Через 700 лет – все то же. В 1921 году во время легочной чумы во Владивостоке Областная санитарно-исполнительная комиссия (ОСИК) не могла установить охрану противочумных учреждений из-за постоянного пьянства милиционеров. "Не имея силы повлиять на их работу, Комиссия сделала попытку заменить милиционеров, обратившись 26 апреля за содействием в Никольско-уссурийскую бригаду дивизиона народной охраны. Однако ОСИК уже 28 апреля поспешила отказаться от ее "услуг", так как оказалось, что охраняющий очаги чумы дивизион "представляет из себя пьянствующую банду, берет взятки с обсервируемых, вместе с ними пьянствует".

Все эти феномены группового поведения больших человеческих популяций, подробно рассмотренные и систематизированные авторами в первом очерке – "Поведение людей во время эпидемической катастрофы", – наводят вот на какую мысль.

Если согласиться, что социальное проектирование – это фактически понуждение к взаимодействию в рамках сконструированных нами (социальными конструкторами) правил, то даже патологии (например, возбудителей массовых инфекционных заболеваний) можно рассматривать как некий формообразующий агент в социальном проектировании. Так, пандемия ВИЧ-инфекции вызвала колоссальные изменения в социальной организации современных людских сообществ. Таким образом, конструирование новых патологий (биологическое оружие, например; а сейчас – генетическое) – это тоже механизм (и весьма эффективный!) социального проектирования и управления. Недаром авторы "Очерков истории чумы" отмечают: "С удивительным постоянством, от одной эпидемической катастрофы к другой, человек проявляет себя определенными стереотипами поведения". (Большое количество фактического материала, подтверждающего такую точку зрения, можно найти и в монографии: Бужилова А.П. Homo sapiens: История болезни / Ин-т археологии РАН. – М.: Языки славянской культуры, 2005. – 320 с.)

Но все дело как раз в том, что очень редко удается так сконструировать эти правила, чтобы субъекты социума стали по ним играть, переформатируясь в "бессубъектное сообщество", т.е. в объект социального проектирования. Чумные эпидемии – как раз тот редкий случай...

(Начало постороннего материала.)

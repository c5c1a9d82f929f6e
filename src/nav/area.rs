//! Navigation area types and area-painting volumes (§4.5 step 6).

use glam::Vec3;

use super::compact::CompactHeightfield;

/// 0 = Ground; 1 = Water; 2..31 user-defined; `NULL` marks unwalkable.
pub type AreaType = u8;

pub const NULL_AREA: AreaType = 0;
pub const WALKABLE_AREA: AreaType = 63;

#[derive(Clone, Copy, Debug)]
pub enum NavAreaShape {
    Box { half_extents: Vec3 },
    Cylinder { radius: f32, half_height: f32 },
    /// XZ polygon, even-odd rule, restricted to a Y band.
    ConvexVolume { min_y: f32, max_y: f32 },
}

/// An externally registered area volume, positioned in world space and
/// carrying the area type to paint onto any compact-heightfield cell it
/// overlaps.
#[derive(Clone, Debug)]
pub struct NavAreaVolume {
    pub center: Vec3,
    pub shape: NavAreaShape,
    pub points_xz: Vec<(f32, f32)>,
    pub area_type: AreaType,
}

fn point_in_polygon_xz(points: &[(f32, f32)], x: f32, z: f32) -> bool {
    let mut inside = false;
    let n = points.len();
    for i in 0..n {
        let (xi, zi) = points[i];
        let (xj, zj) = points[(i + n - 1) % n];
        if (zi > z) != (zj > z) {
            let x_cross = xi + (z - zi) / (zj - zi) * (xj - xi);
            if x < x_cross {
                inside = !inside;
            }
        }
    }
    inside
}

/// Paint `volume.area_type` onto every compact-heightfield cell it
/// overlaps. Box/Cylinder volumes use axis-aligned cell ranges; convex
/// volumes use the even-odd rule against `points_xz`, restricted to
/// `[min_y, max_y]`.
pub fn paint_area(chf: &mut CompactHeightfield, volume: &NavAreaVolume) {
    for cz in 0..chf.height {
        for cx in 0..chf.width {
            let (wx, wz) = chf.cell_center_xz(cx, cz);

            let in_footprint = match &volume.shape {
                NavAreaShape::Box { half_extents } => {
                    (wx - volume.center.x).abs() <= half_extents.x && (wz - volume.center.z).abs() <= half_extents.z
                }
                NavAreaShape::Cylinder { radius, .. } => {
                    let dx = wx - volume.center.x;
                    let dz = wz - volume.center.z;
                    dx * dx + dz * dz <= radius * radius
                }
                NavAreaShape::ConvexVolume { .. } => point_in_polygon_xz(&volume.points_xz, wx, wz),
            };
            if !in_footprint {
                continue;
            }

            let (min_y, max_y) = match &volume.shape {
                NavAreaShape::Box { half_extents } => (volume.center.y - half_extents.y, volume.center.y + half_extents.y),
                NavAreaShape::Cylinder { half_height, .. } => (volume.center.y - half_height, volume.center.y + half_height),
                NavAreaShape::ConvexVolume { min_y, max_y } => (*min_y, *max_y),
            };

            for span_idx in chf.column_spans(cx, cz) {
                let span_y = chf.span_floor_world_y(span_idx);
                if span_y >= min_y && span_y <= max_y {
                    chf.areas[span_idx] = volume.area_type;
                }
            }
        }
    }
}
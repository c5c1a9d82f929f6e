//! PVS topology traversal: mark the BSP tree from the view leaf's cluster
//! bitmask, then descend pruning by `ViewMark` and the frustum (§4.3).

use glam::Vec3;

use crate::geometry::Plane;
use crate::world::bsp::Terminal;
use crate::world::types::LeafId;
use crate::world::World;

use super::cull::{cull_area, initial_mask, VisMasks, VisResult};
use super::frustum::cull_aabb;

fn terminal_of(child: i32) -> Option<Terminal> {
    if child == 0 {
        Some(Terminal::Solid)
    } else if child < 0 {
        Some(Terminal::Leaf(LeafId((-1 - child) as u32)))
    } else {
        None
    }
}

/// Re-mark every leaf reachable (per the decompressed PVS row for `from`)
/// and their ancestor chains with `tree_mark`, stopping a chain walk the
/// instant an ancestor is already marked current.
pub fn mark_visible_tree(world: &World, from: LeafId, tree_mark: u32) {
    let Some(visdata) = world.leaf_visdata(from) else {
        // No PVS data: treat every leaf as potentially visible.
        for leaf in &world.bsp.leafs {
            leaf.view_mark.set(tree_mark);
        }
        for node in &world.bsp.nodes {
            node.view_mark.set(tree_mark);
        }
        return;
    };

    for (leaf_idx, leaf) in world.bsp.leafs.iter().enumerate() {
        let cluster = leaf.pvs_cluster;
        if cluster < 0 {
            continue;
        }
        let byte = (cluster as usize) / 8;
        let bit = (cluster as usize) % 8;
        let visible = visdata.get(byte).map(|b| b & (1 << bit) != 0).unwrap_or(false);
        if !visible {
            continue;
        }

        leaf.view_mark.set(tree_mark);
        let _ = leaf_idx;

        let mut cur = leaf.parent;
        while let Some(node_id) = cur {
            let node = &world.bsp.nodes[node_id.0 as usize];
            if node.view_mark.get() == tree_mark {
                break;
            }
            node.view_mark.set(tree_mark);
            cur = node.parent;
        }
    }
}

/// Descend from node 0, pruning subtrees whose `ViewMark` isn't current or
/// that the frustum fully culls; cull surviving leaves' areas.
pub fn descend_and_cull(
    world: &World,
    tree_mark: u32,
    frustum: &[Plane],
    marker: u32,
    view_pos: Vec3,
    masks: VisMasks,
    result: &mut VisResult,
) {
    if world.bsp.is_empty() {
        return;
    }
    descend(world, 0, tree_mark, frustum, initial_mask(frustum), marker, view_pos, masks, result);
}

#[allow(clippy::too_many_arguments)]
fn descend(
    world: &World,
    node_idx: usize,
    tree_mark: u32,
    frustum: &[Plane],
    cull_mask: u32,
    marker: u32,
    view_pos: Vec3,
    masks: VisMasks,
    result: &mut VisResult,
) {
    let node = &world.bsp.nodes[node_idx];
    if node.view_mark.get() != tree_mark {
        return;
    }
    let Some(mask) = cull_aabb(frustum, node.aabb.mins, node.aabb.maxs, cull_mask) else { return };

    for &child in &node.children {
        match terminal_of(child) {
            Some(Terminal::Solid) => {}
            Some(Terminal::Leaf(leaf_id)) => {
                let leaf = &world.bsp.leafs[leaf_id.0 as usize];
                if leaf.view_mark.get() != tree_mark {
                    continue;
                }
                if cull_aabb(frustum, leaf.aabb.mins, leaf.aabb.maxs, mask).is_none() {
                    continue;
                }
                cull_area(world, leaf.area, frustum, mask, marker, view_pos, masks, result);
            }
            None => descend(world, child as usize, tree_mark, frustum, mask, marker, view_pos, masks, result),
        }
    }
}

Вместе с тем другие утверждения, десятилетиями казавшиеся строгими научными моделями, наоборот, приобретают статус метафор. Например, то, что крысы – первичный резервуар возбудителя чумы Y. pestis и главные его разносчики. Ничего подобного. "Те территории, на которых возбудитель чумы поддерживается эпизоотиями среди грызунов, следует рассматривать как "вершину айсберга чумы", – подчеркивают авторы "Очерков". "Подводная" же, наиболее опасная часть скрыта от нас буквально в глубинах тектонических процессов. Поэтому авторы даже предлагают ввести новое понятие в эпидемиологию чумы – "цикл дестабилизации экосистем "простейшие – Y. pestis". Судя по всему, Y. pestis может миллиарды лет (sic!) существовать как истинный паразит одноклеточных организмов, обитающих в почве.

Вот и последний, 37-й очерк называется символично: "Дремлющая" чума конца ХХ столетия". В 90-е годы глобальная регистрируемая заболеваемость чумой не превышала 5419 случаев (1997 г.) в год. Вспышки чумы были зафиксированы в 24 странах, и почти 70% из них – в Африке. "Считаются установленными границы многих природных очагов чумы, – отмечают авторы "Очерков". – О чуме как о "море" уже не вспоминают. Сегодня она производит впечатление полностью контролируемой человеком болезни". Однако... В 1994 году, после 15-30-летнего перерыва, чума появилась в Малави, Мозамбике и Индии (в этой стране, кстати, природные очаги чумы считались к тому времени совершенно угасшими); еще через три года – в Индонезии. Уже как закономерность стали высеваться штаммы Y. pestis, устойчивые к стрептомицину.

Чего ждать?

"...Можно ожидать, что у Y. pestis, древнейшего обитателя почвенных амеб, больше "заинтересованности" в своем существовании именно в почве, а не среди не так давно по масштабам геологического времени распространившихся по поверхности планеты прямоходящих узконосых приматов, относящих себя к виду Homo sapiens sapiensis. Сегодня они есть, завтра их нет; амебы же будут всегда".

Короче, полный pestilence (чумной мор).